BEGIN

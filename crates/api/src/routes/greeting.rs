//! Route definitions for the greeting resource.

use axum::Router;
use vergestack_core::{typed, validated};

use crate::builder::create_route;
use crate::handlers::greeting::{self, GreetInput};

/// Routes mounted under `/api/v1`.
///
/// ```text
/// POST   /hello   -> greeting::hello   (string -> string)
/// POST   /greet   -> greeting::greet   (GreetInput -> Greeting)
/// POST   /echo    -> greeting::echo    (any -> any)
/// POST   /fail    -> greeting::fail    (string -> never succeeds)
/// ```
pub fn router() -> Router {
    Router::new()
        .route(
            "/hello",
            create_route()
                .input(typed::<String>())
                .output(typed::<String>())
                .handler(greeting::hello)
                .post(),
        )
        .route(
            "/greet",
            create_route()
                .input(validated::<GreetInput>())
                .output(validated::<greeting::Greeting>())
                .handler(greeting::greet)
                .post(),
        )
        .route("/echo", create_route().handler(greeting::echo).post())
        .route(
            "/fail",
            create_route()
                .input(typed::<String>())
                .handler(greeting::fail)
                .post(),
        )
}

END

• _Work task_
Return each line from the material that includes the string "echo".

• _Answer section_
/// POST   /echo    -> greeting::echo    (any -> any)
        .route("/echo", create_route().handler(greeting::echo).post())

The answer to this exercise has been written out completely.